──────── SOURCE RECORDS
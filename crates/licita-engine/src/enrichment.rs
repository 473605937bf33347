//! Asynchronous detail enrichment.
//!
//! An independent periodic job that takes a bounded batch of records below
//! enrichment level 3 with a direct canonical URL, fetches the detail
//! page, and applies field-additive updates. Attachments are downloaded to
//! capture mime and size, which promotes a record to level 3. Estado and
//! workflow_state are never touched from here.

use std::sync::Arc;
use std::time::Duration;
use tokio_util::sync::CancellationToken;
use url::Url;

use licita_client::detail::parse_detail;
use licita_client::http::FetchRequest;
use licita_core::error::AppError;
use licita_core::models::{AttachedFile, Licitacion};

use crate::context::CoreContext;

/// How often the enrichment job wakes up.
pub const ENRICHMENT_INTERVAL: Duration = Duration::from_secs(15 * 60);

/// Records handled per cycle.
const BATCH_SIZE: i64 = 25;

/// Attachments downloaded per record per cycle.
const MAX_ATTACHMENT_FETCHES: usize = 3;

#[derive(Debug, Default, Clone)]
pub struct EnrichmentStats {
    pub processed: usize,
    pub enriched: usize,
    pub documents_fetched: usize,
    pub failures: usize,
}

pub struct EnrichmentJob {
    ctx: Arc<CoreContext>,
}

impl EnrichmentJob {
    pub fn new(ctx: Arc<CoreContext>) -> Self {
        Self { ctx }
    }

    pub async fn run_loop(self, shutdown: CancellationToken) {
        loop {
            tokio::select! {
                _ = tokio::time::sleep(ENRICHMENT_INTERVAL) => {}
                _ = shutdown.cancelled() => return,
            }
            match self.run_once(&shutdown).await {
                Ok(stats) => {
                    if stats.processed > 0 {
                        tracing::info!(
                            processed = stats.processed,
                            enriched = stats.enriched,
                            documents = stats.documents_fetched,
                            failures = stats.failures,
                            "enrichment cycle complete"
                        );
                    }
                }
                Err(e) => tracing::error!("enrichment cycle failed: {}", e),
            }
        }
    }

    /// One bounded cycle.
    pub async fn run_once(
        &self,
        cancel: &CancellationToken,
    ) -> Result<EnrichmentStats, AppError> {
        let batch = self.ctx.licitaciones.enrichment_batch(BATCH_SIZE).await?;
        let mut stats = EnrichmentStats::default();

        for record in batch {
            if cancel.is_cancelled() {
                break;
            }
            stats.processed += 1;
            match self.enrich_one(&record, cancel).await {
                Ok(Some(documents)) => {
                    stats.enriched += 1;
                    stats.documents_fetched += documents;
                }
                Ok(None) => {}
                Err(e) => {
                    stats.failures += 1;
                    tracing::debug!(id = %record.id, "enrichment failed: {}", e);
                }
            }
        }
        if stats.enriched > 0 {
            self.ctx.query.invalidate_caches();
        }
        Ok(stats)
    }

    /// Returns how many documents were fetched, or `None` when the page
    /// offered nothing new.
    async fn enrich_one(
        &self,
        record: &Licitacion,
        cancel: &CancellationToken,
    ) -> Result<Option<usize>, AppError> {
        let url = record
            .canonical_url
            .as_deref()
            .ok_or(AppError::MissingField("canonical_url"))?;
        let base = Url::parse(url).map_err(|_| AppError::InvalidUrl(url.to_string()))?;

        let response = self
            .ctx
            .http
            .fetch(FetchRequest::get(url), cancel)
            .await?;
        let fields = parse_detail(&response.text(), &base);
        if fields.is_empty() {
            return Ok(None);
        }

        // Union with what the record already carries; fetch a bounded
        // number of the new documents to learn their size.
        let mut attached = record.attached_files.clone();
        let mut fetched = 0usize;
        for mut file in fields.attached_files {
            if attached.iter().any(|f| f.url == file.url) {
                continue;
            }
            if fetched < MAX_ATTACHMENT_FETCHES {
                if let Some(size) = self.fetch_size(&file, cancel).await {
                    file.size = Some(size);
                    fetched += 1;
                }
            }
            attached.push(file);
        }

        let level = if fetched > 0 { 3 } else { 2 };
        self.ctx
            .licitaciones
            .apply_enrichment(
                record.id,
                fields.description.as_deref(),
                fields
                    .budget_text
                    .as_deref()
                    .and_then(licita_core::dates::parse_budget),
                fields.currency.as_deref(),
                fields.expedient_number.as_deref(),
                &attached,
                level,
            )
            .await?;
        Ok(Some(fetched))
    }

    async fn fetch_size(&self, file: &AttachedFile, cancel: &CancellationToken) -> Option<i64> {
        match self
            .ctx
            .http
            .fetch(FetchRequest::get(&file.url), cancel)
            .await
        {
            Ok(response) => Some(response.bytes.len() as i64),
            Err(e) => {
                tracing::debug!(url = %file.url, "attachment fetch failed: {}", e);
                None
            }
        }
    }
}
────────────────
* WHAT YOU SHOULD DO: The lines needed run from the first line of the data through the line containing "const BATCH_SIZE: i64 = 25;"; give them again exactly and nothing else.

* RESPONSE:
filename crates/licita-engine/src/enrichment.rs
repository 473605937bf33347
//! Asynchronous detail enrichment.
//!
//! An independent periodic job that takes a bounded batch of records below
//! enrichment level 3 with a direct canonical URL, fetches the detail
//! page, and applies field-additive updates. Attachments are downloaded to
//! capture mime and size, which promotes a record to level 3. Estado and
//! workflow_state are never touched from here.

use std::sync::Arc;
use std::time::Duration;
use tokio_util::sync::CancellationToken;
use url::Url;

use licita_client::detail::parse_detail;
use licita_client::http::FetchRequest;
use licita_core::error::AppError;
use licita_core::models::{AttachedFile, Licitacion};

use crate::context::CoreContext;

/// How often the enrichment job wakes up.
pub const ENRICHMENT_INTERVAL: Duration = Duration::from_secs(15 * 60);

/// Records handled per cycle.
const BATCH_SIZE: i64 = 25;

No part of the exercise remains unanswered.